Output every line below without omitting or altering anything.

START EXERCISE DATA

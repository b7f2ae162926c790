#![deny(missing_docs)]
#![deny(clippy::missing_docs_in_private_items)]
#![forbid(unsafe_code)]
#![warn(clippy::doc_markdown)]
// Often exceeded by queries
#![allow(clippy::type_complexity)]
// Unhelpful for systems
#![allow(clippy::too_many_arguments)]

//! [`bevy_say_dialog`] is a Bevy plugin that shows character dialogue in a say dialog:
//! a box with the speaker name, a portrait and story text revealed by a typewriter,
//! fading in while a line is written and out once it is done.

use bevy::prelude::*;
use bevy_trait_query::RegisterExt;

use dialog::{
    fade::{apply_dialog_alpha, update_fade},
    say::{
        drive_writers, handle_clear_requests, handle_continue_requests, handle_say_requests,
        handle_stop_requests,
    },
};
use events::SayDialogEventsPlugin;
use prelude::{
    DialogContext, SayDialogError, SayDialogSettings, SayDialogSettingsLoader,
    SubstituteVariables, Variables,
};
use settings::apply_loaded_settings;
use stage::tick_portrait_tweens;

pub mod character;
pub mod context;
pub mod dialog;
pub mod errors;
pub mod events;
pub mod prelude;
pub mod settings;
pub mod stage;
pub mod substitution;
pub mod writer;

/// The plugin that runs say dialogs.
pub struct SayDialogPlugin;

/// The systems of the plugin, in the order they run.
#[derive(SystemSet, Debug, Clone, PartialEq, Eq, Hash)]
pub struct SayDialogSet;

impl Plugin for SayDialogPlugin {
    fn build(&self, app: &mut App) {
        app.init_resource::<DialogContext>()
            .init_resource::<SayDialogSettings>()
            .init_asset::<SayDialogSettings>()
            .init_asset_loader::<SayDialogSettingsLoader>()
            .register_component_as::<dyn SubstituteVariables, Variables>()
            .add_plugins(SayDialogEventsPlugin)
            .add_systems(
                Update,
                (
                    handle_say_requests.pipe(error_handler),
                    handle_continue_requests.pipe(error_handler),
                    handle_stop_requests.pipe(error_handler),
                    handle_clear_requests.pipe(error_handler),
                    drive_writers.pipe(error_handler),
                    update_fade,
                    apply_dialog_alpha,
                    tick_portrait_tweens,
                )
                    .chain()
                    .in_set(SayDialogSet),
            )
            .add_systems(PreUpdate, apply_loaded_settings);
        info!("SayDialogPlugin registered");
    }
}

/// Logs the errors of the request systems.
fn error_handler(In(result): In<Result<(), SayDialogError>>) {
    if let Err(err) = result {
        error!("Say dialog error: {}", err);
    }
}
//! Events the plugin emits.

use bevy::{audio::AudioSource, prelude::*};

use crate::prelude::{SayId, WriteOutcome};

/// Sent once per [`SayRequest`](super::requests::SayRequest), when its line is done or cancelled.
#[derive(Event, Debug, Clone, PartialEq, Eq)]
pub struct SayCompleted {
    /// The dialog the line was meant for.
    pub dialog: Entity,
    /// The id of the request.
    pub id: SayId,
    /// Whether the line finished or was cancelled.
    pub outcome: WriteOutcome,
}

/// Audio the host should play. The plugin never plays sounds by itself.
#[derive(Event, Debug, Clone, PartialEq, Eq)]
pub enum AudioCue {
    /// Play a voice-over once.
    Voiceover {
        /// The dialog speaking.
        dialog: Entity,
        /// The clip to play.
        clip: Handle<AudioSource>,
    },
    /// Play a short typing sound, sent on ticks where characters were revealed.
    TypingSound {
        /// The dialog writing.
        dialog: Entity,
        /// The speaker's sound effect.
        clip: Handle<AudioSource>,
    },
    /// Stop the voice-over of a dialog.
    StopVoiceover {
        /// The dialog whose voice-over ends.
        dialog: Entity,
    },
}

/// Sent when a character on a stage is dimmed or brought back.
#[derive(Event, Debug, Clone, Copy, PartialEq, Eq)]
pub struct PortraitDimmed {
    /// The stage the character is on.
    pub stage: Entity,
    /// The character.
    pub character: Entity,
    /// The new dim state.
    pub dimmed: bool,
}
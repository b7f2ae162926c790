//! Configuration for say dialogs, loadable from "saydialog.ron" files.

use bevy::{
    asset::{io::Reader, AssetLoader, AsyncReadExt, LoadContext},
    prelude::*,
    reflect::TypePath,
    utils::BoxedFuture,
};
use serde::Deserialize;
use serde_ron::de::from_bytes;

use crate::errors::SettingsError;

/// Tunables shared by every say dialog spawned from the template.
///
/// Missing fields in a RON file fall back to [`SayDialogSettings::default`].
///
/// ```
/// use bevy_say_dialog::prelude::SayDialogSettings;
///
/// let settings = SayDialogSettings::from_ron("(fade_duration: 0.5)").unwrap();
/// assert_eq!(settings.fade_duration, 0.5);
/// assert_eq!(settings.chars_per_second, 40.0);
/// ```
#[derive(Resource, Asset, TypePath, Deserialize, Debug, Clone, PartialEq)]
#[serde(default)]
pub struct SayDialogSettings {
    /// Seconds it takes the dialog to fade fully in or out. Zero or less snaps.
    pub fade_duration: f32,
    /// Grace period after a line ends before fading out, to avoid flicker between lines.
    pub fade_cooldown: f32,
    /// Typewriter speed. Zero or less reveals the whole line at once.
    pub chars_per_second: f32,
    /// Extra delay in seconds after punctuation.
    pub punctuation_pause: f32,
    /// Whether a continue request while revealing completes the line instantly.
    pub instant_complete: bool,
    /// Whether the story text shrinks to make room for the portrait.
    pub fit_text_with_image: bool,
    /// Font size of the speaker name.
    pub name_font_size: f32,
    /// Font size of the story text.
    pub story_font_size: f32,
    /// Left inset of the story text inside the dialog box, in pixels.
    pub story_text_inset: f32,
    /// Width of the story text box, in pixels.
    pub story_text_width: f32,
    /// Width of the portrait image, in pixels.
    pub portrait_width: f32,
}

impl Default for SayDialogSettings {
    fn default() -> Self {
        Self {
            fade_duration: 0.25,
            fade_cooldown: 0.1,
            chars_per_second: 40.0,
            punctuation_pause: 0.0,
            instant_complete: true,
            fit_text_with_image: true,
            name_font_size: 24.0,
            story_font_size: 20.0,
            story_text_inset: 16.0,
            story_text_width: 760.0,
            portrait_width: 160.0,
        }
    }
}

impl SayDialogSettings {
    /// Parses settings from RON text.
    pub fn from_ron(text: &str) -> Result<Self, SettingsError> {
        Ok(from_bytes(text.as_bytes())?)
    }
}

/// Load [`SayDialogSettings`] from ron assets.
#[derive(Default)]
pub struct SayDialogSettingsLoader;

impl AssetLoader for SayDialogSettingsLoader {
    type Asset = SayDialogSettings;
    type Settings = ();
    type Error = SettingsError;

    fn load<'a>(
        &'a self,
        reader: &'a mut Reader,
        _settings: &'a Self::Settings,
        _load_context: &'a mut LoadContext,
    ) -> BoxedFuture<'a, Result<Self::Asset, Self::Error>> {
        Box::pin(async move {
            let mut bytes = Vec::new();
            reader.read_to_end(&mut bytes).await?;
            let settings = from_bytes::<SayDialogSettings>(&bytes)?;
            Ok(settings)
        })
    }

    fn extensions(&self) -> &[&str] {
        &["saydialog.ron"]
    }
}

/// Copies loaded or changed [`SayDialogSettings`] assets into the resource, so that
/// dialogs spawned afterwards use them. The last asset to change wins.
pub(crate) fn apply_loaded_settings(
    mut events: EventReader<AssetEvent<SayDialogSettings>>,
    assets: Res<Assets<SayDialogSettings>>,
    mut settings: ResMut<SayDialogSettings>,
) {
    for event in events.read() {
        if let AssetEvent::Added { id } | AssetEvent::Modified { id } = event {
            if let Some(loaded) = assets.get(*id) {
                debug!("Say dialog settings updated from asset {:?}", id);
                *settings = loaded.clone();
            }
        }
    }
}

END EXERCISE DATA

* WRITTEN ANSWER
repository b7f2ae162926c790
#![deny(missing_docs)]
#![deny(clippy::missing_docs_in_private_items)]
#![forbid(unsafe_code)]
#![warn(clippy::doc_markdown)]
// Often exceeded by queries
#![allow(clippy::type_complexity)]
// Unhelpful for systems
#![allow(clippy::too_many_arguments)]

//! [`bevy_say_dialog`] is a Bevy plugin that shows character dialogue in a say dialog:
//! a box with the speaker name, a portrait and story text revealed by a typewriter,
//! fading in while a line is written and out once it is done.

use bevy::prelude::*;
use bevy_trait_query::RegisterExt;

use dialog::{
    fade::{apply_dialog_alpha, update_fade},
    say::{
        drive_writers, handle_clear_requests, handle_continue_requests, handle_say_requests,
        handle_stop_requests,
    },
};
use events::SayDialogEventsPlugin;
use prelude::{
    DialogContext, SayDialogError, SayDialogSettings, SayDialogSettingsLoader,
    SubstituteVariables, Variables,
};
use settings::apply_loaded_settings;
use stage::tick_portrait_tweens;

pub mod character;
pub mod context;
pub mod dialog;
pub mod errors;
pub mod events;
pub mod prelude;
pub mod settings;
pub mod stage;
pub mod substitution;
pub mod writer;

/// The plugin that runs say dialogs.
pub struct SayDialogPlugin;

/// The systems of the plugin, in the order they run.
#[derive(SystemSet, Debug, Clone, PartialEq, Eq, Hash)]
pub struct SayDialogSet;

impl Plugin for SayDialogPlugin {
    fn build(&self, app: &mut App) {
        app.init_resource::<DialogContext>()
            .init_resource::<SayDialogSettings>()
            .init_asset::<SayDialogSettings>()
            .init_asset_loader::<SayDialogSettingsLoader>()
            .register_component_as::<dyn SubstituteVariables, Variables>()
            .add_plugins(SayDialogEventsPlugin)
            .add_systems(
                Update,
                (
                    handle_say_requests.pipe(error_handler),
                    handle_continue_requests.pipe(error_handler),
                    handle_stop_requests.pipe(error_handler),
                    handle_clear_requests.pipe(error_handler),
                    drive_writers.pipe(error_handler),
                    update_fade,
                    apply_dialog_alpha,
                    tick_portrait_tweens,
                )
                    .chain()
                    .in_set(SayDialogSet),
            )
            .add_systems(PreUpdate, apply_loaded_settings);
        info!("SayDialogPlugin registered");
    }
}

/// Logs the errors of the request systems.
fn error_handler(In(result): In<Result<(), SayDialogError>>) {
    if let Err(err) = result {
        error!("Say dialog error: {}", err);
    }
}
//! Events the plugin emits.

use bevy::{audio::AudioSource, prelude::*};

use crate::prelude::{SayId, WriteOutcome};

/// Sent once per [`SayRequest`](super::requests::SayRequest), when its line is done or cancelled.
#[derive(Event, Debug, Clone, PartialEq, Eq)]
pub struct SayCompleted {
    /// The dialog the line was meant for.
    pub dialog: Entity,
    /// The id of the request.
    pub id: SayId,
    /// Whether the line finished or was cancelled.
    pub outcome: WriteOutcome,
}

/// Audio the host should play. The plugin never plays sounds by itself.
#[derive(Event, Debug, Clone, PartialEq, Eq)]
pub enum AudioCue {
    /// Play a voice-over once.
    Voiceover {
        /// The dialog speaking.
        dialog: Entity,
        /// The clip to play.
        clip: Handle<AudioSource>,
    },
    /// Play a short typing sound, sent on ticks where characters were revealed.
    TypingSound {
        /// The dialog writing.
        dialog: Entity,
        /// The speaker's sound effect.
        clip: Handle<AudioSource>,
    },
    /// Stop the voice-over of a dialog.
    StopVoiceover {
        /// The dialog whose voice-over ends.
        dialog: Entity,
    },
}

/// Sent when a character on a stage is dimmed or brought back.
#[derive(Event, Debug, Clone, Copy, PartialEq, Eq)]
pub struct PortraitDimmed {
    /// The stage the character is on.
    pub stage: Entity,
    /// The character.
    pub character: Entity,
    /// The new dim state.
    pub dimmed: bool,
}
repository b7f2ae162926c790
//! Configuration for say dialogs, loadable from "saydialog.ron" files.

use bevy::{
    asset::{io::Reader, AssetLoader, AsyncReadExt, LoadContext},
    prelude::*,
    reflect::TypePath,
    utils::BoxedFuture,
};
use serde::Deserialize;
use serde_ron::de::from_bytes;

use crate::errors::SettingsError;

/// Tunables shared by every say dialog spawned from the template.
///
/// Missing fields in a RON file fall back to [`SayDialogSettings::default`].
///
/// ```
/// use bevy_say_dialog::prelude::SayDialogSettings;
///
/// let settings = SayDialogSettings::from_ron("(fade_duration: 0.5)").unwrap();
/// assert_eq!(settings.fade_duration, 0.5);
/// assert_eq!(settings.chars_per_second, 40.0);
/// ```
#[derive(Resource, Asset, TypePath, Deserialize, Debug, Clone, PartialEq)]
#[serde(default)]
pub struct SayDialogSettings {
    /// Seconds it takes the dialog to fade fully in or out. Zero or less snaps.
    pub fade_duration: f32,
    /// Grace period after a line ends before fading out, to avoid flicker between lines.
    pub fade_cooldown: f32,
    /// Typewriter speed. Zero or less reveals the whole line at once.
    pub chars_per_second: f32,
    /// Extra delay in seconds after punctuation.
    pub punctuation_pause: f32,
    /// Whether a continue request while revealing completes the line instantly.
    pub instant_complete: bool,
    /// Whether the story text shrinks to make room for the portrait.
    pub fit_text_with_image: bool,
    /// Font size of the speaker name.
    pub name_font_size: f32,
    /// Font size of the story text.
    pub story_font_size: f32,
    /// Left inset of the story text inside the dialog box, in pixels.
    pub story_text_inset: f32,
    /// Width of the story text box, in pixels.
    pub story_text_width: f32,
    /// Width of the portrait image, in pixels.
    pub portrait_width: f32,
}

impl Default for SayDialogSettings {
    fn default() -> Self {
        Self {
            fade_duration: 0.25,
            fade_cooldown: 0.1,
            chars_per_second: 40.0,
            punctuation_pause: 0.0,
            instant_complete: true,
            fit_text_with_image: true,
            name_font_size: 24.0,
            story_font_size: 20.0,
            story_text_inset: 16.0,
            story_text_width: 760.0,
            portrait_width: 160.0,
        }
    }
}

impl SayDialogSettings {
    /// Parses settings from RON text.
    pub fn from_ron(text: &str) -> Result<Self, SettingsError> {
        Ok(from_bytes(text.as_bytes())?)
    }
}

/// Load [`SayDialogSettings`] from ron assets.
#[derive(Default)]
pub struct SayDialogSettingsLoader;

impl AssetLoader for SayDialogSettingsLoader {
    type Asset = SayDialogSettings;
    type Settings = ();
    type Error = SettingsError;

    fn load<'a>(
        &'a self,
        reader: &'a mut Reader,
        _settings: &'a Self::Settings,
        _load_context: &'a mut LoadContext,
    ) -> BoxedFuture<'a, Result<Self::Asset, Self::Error>> {
        Box::pin(async move {
            let mut bytes = Vec::new();
            reader.read_to_end(&mut bytes).await?;
            let settings = from_bytes::<SayDialogSettings>(&bytes)?;
            Ok(settings)
        })
    }

    fn extensions(&self) -> &[&str] {
        &["saydialog.ron"]
    }
}

/// Copies loaded or changed [`SayDialogSettings`] assets into the resource, so that
/// dialogs spawned afterwards use them. The last asset to change wins.
pub(crate) fn apply_loaded_settings(
    mut events: EventReader<AssetEvent<SayDialogSettings>>,
    assets: Res<Assets<SayDialogSettings>>,
    mut settings: ResMut<SayDialogSettings>,
) {
    for event in events.read() {
        if let AssetEvent::Added { id } | AssetEvent::Modified { id } = event {
            if let Some(loaded) = assets.get(*id) {
                debug!("Say dialog settings updated from asset {:?}", id);
                *settings = loaded.clone();
            }
        }
    }
}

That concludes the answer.